■ Work required ■
Look for "VecDeque" in the listing below. Gather each line that contains it.

◇ ◇ ◇ ◇ ◇

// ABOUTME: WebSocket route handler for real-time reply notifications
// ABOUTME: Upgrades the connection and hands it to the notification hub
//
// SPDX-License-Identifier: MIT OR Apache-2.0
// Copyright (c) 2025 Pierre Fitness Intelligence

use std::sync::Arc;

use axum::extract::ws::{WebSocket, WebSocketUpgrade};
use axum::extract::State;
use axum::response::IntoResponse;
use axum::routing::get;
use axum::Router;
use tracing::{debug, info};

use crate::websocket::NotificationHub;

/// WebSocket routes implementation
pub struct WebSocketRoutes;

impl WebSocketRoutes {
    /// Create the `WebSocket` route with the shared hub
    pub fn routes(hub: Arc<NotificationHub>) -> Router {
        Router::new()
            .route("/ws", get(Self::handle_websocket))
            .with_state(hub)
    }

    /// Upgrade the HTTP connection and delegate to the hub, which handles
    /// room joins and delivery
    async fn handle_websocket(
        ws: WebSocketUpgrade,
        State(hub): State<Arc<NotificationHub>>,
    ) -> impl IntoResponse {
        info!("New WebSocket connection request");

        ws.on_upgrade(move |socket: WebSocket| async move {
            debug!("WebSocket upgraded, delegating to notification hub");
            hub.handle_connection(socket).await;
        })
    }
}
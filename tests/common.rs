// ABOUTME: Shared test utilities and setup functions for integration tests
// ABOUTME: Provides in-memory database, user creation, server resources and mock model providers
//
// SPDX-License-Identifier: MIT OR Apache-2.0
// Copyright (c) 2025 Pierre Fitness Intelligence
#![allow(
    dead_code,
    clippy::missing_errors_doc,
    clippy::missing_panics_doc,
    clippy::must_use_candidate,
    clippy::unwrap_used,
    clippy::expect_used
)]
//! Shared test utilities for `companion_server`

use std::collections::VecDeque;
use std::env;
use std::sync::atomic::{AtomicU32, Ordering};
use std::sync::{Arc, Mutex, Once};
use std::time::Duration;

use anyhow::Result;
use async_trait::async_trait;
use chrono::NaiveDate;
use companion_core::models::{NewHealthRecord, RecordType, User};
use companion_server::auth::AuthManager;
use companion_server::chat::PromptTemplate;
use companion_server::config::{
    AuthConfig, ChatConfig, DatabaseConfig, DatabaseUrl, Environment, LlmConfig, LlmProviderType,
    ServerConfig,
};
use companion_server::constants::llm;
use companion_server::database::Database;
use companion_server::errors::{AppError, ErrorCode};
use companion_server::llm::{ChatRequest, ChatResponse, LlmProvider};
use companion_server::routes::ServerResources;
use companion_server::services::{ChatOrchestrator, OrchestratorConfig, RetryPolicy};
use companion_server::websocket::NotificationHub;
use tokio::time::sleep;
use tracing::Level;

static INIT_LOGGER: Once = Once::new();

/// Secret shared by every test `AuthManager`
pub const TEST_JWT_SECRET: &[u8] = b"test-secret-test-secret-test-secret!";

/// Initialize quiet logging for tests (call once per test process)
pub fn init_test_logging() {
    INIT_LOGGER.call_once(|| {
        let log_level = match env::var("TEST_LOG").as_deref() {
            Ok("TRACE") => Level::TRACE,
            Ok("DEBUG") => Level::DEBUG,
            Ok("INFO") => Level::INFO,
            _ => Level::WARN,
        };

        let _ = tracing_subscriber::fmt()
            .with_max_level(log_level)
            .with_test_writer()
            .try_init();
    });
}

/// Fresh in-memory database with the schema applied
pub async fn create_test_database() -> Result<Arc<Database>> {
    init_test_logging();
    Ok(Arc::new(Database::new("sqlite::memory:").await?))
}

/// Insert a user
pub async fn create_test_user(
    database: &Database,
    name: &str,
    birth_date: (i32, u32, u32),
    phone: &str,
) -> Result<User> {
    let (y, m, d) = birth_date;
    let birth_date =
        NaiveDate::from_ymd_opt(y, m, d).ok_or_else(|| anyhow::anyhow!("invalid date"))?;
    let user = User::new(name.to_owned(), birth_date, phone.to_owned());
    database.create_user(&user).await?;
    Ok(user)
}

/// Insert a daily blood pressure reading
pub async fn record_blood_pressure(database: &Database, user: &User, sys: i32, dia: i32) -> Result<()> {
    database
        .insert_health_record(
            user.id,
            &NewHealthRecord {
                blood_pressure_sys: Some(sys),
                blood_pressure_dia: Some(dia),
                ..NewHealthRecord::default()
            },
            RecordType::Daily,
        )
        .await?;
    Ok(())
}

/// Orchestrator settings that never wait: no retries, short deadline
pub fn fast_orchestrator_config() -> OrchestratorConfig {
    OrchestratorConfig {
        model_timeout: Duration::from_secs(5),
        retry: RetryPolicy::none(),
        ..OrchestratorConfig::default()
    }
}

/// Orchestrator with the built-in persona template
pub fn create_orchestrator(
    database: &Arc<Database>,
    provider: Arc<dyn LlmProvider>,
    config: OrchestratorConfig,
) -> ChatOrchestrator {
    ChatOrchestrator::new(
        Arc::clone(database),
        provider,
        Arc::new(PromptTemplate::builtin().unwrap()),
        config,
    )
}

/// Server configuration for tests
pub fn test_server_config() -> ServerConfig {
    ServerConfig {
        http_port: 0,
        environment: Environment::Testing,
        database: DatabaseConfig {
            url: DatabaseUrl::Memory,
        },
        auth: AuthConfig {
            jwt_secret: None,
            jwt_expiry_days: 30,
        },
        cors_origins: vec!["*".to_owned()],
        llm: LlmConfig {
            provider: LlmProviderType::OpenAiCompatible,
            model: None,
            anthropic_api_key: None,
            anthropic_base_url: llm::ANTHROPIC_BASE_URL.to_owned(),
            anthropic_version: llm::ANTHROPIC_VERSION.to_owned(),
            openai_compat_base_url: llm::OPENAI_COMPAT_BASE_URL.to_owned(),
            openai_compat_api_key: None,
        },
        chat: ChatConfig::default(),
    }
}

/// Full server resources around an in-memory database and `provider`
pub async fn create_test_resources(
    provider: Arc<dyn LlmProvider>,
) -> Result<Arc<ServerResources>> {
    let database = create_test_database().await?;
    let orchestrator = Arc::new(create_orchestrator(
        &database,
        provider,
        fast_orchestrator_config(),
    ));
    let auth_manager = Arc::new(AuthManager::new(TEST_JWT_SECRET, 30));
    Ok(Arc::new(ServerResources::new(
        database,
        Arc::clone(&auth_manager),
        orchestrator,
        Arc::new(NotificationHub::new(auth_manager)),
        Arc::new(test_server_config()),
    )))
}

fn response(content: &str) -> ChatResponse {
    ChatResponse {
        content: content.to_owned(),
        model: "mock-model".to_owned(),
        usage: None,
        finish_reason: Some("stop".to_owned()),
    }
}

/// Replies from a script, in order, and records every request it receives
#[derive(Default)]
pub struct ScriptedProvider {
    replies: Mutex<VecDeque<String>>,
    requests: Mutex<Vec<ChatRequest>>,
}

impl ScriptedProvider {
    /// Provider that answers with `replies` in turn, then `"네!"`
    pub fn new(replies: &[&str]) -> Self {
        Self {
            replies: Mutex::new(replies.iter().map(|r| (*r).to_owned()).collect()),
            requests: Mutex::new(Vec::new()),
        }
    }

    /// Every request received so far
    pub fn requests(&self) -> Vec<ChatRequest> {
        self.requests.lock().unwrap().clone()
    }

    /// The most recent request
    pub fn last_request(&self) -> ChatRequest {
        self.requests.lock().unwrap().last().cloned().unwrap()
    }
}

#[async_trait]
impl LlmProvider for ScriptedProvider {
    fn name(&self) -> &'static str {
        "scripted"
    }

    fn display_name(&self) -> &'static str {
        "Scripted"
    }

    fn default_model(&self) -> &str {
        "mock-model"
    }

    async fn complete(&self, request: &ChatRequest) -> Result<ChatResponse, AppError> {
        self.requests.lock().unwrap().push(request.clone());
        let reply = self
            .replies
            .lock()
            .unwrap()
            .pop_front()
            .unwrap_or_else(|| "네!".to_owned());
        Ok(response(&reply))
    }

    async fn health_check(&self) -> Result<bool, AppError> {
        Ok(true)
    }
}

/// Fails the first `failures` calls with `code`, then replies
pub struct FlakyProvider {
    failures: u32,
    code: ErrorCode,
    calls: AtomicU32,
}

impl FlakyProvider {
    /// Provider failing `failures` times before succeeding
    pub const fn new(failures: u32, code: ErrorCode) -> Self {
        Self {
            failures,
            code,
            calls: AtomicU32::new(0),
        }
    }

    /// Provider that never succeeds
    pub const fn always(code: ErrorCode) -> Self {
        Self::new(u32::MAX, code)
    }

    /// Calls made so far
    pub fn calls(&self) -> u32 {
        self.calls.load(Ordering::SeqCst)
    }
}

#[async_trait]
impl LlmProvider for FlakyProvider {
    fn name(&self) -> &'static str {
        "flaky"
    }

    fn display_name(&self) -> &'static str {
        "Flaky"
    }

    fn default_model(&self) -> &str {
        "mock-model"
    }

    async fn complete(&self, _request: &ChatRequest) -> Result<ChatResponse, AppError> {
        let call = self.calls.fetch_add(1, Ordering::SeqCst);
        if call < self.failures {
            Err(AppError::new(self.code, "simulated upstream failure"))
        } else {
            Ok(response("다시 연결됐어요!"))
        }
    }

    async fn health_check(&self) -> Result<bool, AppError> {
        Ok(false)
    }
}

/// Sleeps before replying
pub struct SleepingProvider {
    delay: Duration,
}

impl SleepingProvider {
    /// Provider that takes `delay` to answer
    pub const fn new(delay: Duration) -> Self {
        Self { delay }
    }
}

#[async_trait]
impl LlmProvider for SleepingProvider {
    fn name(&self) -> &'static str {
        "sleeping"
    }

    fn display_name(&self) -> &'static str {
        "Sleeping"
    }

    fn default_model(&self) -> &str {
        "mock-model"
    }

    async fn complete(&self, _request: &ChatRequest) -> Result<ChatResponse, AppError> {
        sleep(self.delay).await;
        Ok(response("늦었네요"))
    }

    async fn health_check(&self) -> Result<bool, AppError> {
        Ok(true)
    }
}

◇ ◇ ◇ ◇ ◇

■ Task answer ■
use std::collections::VecDeque;
    replies: Mutex<VecDeque<String>>,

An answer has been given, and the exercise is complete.